** Opening PROVIDED RECORDS block **

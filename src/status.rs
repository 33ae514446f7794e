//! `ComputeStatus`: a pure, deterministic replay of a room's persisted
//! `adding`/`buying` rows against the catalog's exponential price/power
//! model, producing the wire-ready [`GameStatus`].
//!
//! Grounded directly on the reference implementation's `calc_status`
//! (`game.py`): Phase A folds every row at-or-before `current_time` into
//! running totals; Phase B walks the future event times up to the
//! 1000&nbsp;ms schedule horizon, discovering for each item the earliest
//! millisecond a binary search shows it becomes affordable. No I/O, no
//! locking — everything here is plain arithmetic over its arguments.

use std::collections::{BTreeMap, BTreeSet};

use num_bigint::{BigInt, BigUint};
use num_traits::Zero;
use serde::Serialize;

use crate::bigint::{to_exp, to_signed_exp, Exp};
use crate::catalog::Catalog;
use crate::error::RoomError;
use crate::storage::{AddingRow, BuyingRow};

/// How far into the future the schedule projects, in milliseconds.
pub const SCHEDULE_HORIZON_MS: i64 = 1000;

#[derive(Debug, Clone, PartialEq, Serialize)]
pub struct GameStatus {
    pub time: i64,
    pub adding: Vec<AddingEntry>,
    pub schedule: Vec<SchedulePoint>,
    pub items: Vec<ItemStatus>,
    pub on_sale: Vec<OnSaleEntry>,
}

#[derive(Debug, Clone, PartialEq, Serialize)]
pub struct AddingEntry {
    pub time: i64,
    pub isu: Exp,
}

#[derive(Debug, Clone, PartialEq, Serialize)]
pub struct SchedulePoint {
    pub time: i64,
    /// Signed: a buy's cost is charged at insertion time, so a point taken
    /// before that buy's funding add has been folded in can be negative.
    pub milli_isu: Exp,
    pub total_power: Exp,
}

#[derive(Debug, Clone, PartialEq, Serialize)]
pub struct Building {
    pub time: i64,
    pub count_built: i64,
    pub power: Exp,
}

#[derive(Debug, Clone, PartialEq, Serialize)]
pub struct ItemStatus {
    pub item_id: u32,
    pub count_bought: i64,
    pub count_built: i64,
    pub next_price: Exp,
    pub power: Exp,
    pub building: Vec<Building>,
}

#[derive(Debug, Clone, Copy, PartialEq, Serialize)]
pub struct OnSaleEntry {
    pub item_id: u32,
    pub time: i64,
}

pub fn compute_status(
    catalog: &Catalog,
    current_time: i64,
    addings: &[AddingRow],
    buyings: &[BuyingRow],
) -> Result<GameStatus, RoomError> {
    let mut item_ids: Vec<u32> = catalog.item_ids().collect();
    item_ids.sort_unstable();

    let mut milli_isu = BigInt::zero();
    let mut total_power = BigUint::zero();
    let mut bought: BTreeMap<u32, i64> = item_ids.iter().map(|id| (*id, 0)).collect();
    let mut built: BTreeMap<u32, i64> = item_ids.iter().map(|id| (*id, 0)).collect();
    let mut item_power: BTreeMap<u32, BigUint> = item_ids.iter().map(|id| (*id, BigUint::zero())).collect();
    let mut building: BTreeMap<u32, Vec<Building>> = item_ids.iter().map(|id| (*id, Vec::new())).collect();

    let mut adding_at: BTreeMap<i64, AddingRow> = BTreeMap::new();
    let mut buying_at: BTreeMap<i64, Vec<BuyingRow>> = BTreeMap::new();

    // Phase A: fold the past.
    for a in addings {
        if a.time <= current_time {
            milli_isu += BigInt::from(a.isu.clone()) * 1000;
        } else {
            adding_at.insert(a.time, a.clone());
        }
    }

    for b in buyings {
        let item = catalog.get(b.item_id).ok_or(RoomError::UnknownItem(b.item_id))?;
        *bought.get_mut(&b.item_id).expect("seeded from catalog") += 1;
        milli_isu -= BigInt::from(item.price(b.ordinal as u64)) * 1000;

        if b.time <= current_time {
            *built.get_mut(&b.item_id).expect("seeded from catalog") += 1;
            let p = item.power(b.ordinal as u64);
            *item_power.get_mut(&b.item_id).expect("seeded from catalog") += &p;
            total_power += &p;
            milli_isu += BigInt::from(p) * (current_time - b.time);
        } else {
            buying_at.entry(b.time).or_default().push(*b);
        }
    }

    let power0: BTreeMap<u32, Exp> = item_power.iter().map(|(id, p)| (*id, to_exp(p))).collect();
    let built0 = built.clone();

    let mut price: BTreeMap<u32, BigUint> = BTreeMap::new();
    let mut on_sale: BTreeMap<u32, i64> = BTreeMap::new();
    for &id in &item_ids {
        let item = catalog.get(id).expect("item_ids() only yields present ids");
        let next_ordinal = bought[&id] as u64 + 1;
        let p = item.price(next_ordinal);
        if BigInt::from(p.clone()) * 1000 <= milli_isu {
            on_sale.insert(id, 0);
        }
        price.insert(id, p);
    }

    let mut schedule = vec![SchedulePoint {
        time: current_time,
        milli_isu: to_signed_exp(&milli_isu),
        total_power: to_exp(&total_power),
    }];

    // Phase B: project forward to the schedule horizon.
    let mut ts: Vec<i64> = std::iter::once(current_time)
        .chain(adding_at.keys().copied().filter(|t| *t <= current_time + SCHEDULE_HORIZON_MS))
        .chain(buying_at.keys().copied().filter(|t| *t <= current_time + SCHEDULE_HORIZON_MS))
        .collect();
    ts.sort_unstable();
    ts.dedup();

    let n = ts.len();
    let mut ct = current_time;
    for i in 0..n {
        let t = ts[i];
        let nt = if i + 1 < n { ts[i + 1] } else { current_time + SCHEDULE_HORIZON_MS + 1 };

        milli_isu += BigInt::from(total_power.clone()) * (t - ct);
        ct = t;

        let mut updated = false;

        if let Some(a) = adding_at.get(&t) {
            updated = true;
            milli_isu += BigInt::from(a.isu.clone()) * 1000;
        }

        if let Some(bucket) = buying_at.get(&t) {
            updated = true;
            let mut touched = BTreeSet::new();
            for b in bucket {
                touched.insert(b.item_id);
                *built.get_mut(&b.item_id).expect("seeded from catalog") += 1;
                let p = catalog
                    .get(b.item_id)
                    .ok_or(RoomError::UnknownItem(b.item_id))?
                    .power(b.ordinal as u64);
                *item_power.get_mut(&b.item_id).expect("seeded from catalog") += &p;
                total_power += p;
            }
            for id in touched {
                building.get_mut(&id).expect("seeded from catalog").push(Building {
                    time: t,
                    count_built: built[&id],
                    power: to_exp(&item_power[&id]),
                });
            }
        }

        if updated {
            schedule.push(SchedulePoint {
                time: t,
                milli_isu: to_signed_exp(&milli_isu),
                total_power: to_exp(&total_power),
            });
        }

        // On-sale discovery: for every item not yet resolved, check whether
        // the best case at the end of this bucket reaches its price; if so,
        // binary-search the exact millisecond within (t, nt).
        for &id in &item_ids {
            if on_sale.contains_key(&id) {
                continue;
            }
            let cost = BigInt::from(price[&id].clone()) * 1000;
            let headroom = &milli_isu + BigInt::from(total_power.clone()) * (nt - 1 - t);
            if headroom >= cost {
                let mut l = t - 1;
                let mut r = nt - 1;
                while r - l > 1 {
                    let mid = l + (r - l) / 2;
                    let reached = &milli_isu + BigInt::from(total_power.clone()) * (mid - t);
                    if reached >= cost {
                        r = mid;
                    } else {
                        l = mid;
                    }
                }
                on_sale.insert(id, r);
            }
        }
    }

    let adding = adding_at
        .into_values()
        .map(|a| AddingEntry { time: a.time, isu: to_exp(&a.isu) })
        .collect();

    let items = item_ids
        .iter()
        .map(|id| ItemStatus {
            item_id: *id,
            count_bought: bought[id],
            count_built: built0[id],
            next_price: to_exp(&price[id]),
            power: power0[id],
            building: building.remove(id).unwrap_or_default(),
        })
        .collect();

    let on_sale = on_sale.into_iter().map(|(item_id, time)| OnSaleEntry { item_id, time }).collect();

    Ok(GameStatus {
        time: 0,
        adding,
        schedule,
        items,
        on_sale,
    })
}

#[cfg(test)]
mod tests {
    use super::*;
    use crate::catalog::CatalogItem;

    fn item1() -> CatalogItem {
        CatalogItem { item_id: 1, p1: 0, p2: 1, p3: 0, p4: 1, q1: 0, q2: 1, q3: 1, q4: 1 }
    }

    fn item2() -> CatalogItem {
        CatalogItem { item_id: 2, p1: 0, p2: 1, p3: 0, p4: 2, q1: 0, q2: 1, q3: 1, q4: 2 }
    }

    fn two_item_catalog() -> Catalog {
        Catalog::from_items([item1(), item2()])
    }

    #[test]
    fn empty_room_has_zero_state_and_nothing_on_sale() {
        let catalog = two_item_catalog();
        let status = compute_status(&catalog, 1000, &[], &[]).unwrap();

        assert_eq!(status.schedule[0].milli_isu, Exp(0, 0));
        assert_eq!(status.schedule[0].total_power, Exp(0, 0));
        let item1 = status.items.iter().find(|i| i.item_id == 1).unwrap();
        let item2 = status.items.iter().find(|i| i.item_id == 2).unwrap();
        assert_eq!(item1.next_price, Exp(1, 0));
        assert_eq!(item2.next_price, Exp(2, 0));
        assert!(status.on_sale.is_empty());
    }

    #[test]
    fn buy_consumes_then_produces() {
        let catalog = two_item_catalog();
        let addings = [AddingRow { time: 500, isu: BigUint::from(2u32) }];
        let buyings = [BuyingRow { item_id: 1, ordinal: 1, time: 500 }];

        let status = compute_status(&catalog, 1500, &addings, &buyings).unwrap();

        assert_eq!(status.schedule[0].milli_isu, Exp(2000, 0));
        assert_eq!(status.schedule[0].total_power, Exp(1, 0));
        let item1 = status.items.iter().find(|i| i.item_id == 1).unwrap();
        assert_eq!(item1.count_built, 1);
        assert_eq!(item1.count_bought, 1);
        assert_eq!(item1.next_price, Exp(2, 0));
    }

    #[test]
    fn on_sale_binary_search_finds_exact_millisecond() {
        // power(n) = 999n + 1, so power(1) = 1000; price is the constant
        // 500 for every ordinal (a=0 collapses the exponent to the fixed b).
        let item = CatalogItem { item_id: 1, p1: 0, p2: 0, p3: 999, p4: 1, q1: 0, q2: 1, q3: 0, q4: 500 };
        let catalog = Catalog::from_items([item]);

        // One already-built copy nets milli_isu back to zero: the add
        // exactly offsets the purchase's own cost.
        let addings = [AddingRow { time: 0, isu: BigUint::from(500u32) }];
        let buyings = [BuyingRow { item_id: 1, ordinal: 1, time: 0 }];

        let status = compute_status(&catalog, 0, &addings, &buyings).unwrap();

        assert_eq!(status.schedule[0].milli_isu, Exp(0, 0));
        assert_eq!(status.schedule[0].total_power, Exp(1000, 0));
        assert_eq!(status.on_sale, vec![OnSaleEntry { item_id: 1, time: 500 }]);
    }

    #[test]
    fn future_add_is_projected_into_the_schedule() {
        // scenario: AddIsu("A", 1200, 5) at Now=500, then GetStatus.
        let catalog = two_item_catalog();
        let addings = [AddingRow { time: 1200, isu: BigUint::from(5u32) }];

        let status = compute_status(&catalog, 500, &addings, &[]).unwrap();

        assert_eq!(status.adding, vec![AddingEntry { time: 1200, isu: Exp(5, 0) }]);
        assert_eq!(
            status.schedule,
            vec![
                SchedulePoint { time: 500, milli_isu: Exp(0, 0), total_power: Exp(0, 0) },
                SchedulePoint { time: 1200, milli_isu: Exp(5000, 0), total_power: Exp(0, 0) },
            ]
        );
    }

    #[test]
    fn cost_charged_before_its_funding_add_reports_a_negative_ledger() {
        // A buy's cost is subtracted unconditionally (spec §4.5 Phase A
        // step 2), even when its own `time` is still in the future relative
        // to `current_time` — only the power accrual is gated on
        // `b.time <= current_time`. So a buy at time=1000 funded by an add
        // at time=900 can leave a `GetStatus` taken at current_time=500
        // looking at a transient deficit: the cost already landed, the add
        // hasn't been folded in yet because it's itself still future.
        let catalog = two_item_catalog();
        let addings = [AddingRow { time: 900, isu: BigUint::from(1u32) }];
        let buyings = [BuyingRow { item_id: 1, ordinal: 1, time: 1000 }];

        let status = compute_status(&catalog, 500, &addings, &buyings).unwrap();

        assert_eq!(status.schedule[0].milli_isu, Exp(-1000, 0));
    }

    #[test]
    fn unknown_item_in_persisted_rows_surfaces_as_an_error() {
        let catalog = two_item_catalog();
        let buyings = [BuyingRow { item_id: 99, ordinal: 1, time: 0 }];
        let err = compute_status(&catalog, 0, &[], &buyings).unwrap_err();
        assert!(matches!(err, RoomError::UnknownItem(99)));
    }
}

** Closing PROVIDED RECORDS block **

AIM OF THE TASK :: Only lines holding the word "seeded" belong in the answer; copy all of them from the records.

WORKED SOLUTION ::
        *bought.get_mut(&b.item_id).expect("seeded from catalog") += 1;
            *built.get_mut(&b.item_id).expect("seeded from catalog") += 1;
            *item_power.get_mut(&b.item_id).expect("seeded from catalog") += &p;
                *built.get_mut(&b.item_id).expect("seeded from catalog") += 1;
                *item_power.get_mut(&b.item_id).expect("seeded from catalog") += &p;
                building.get_mut(&id).expect("seeded from catalog").push(Building {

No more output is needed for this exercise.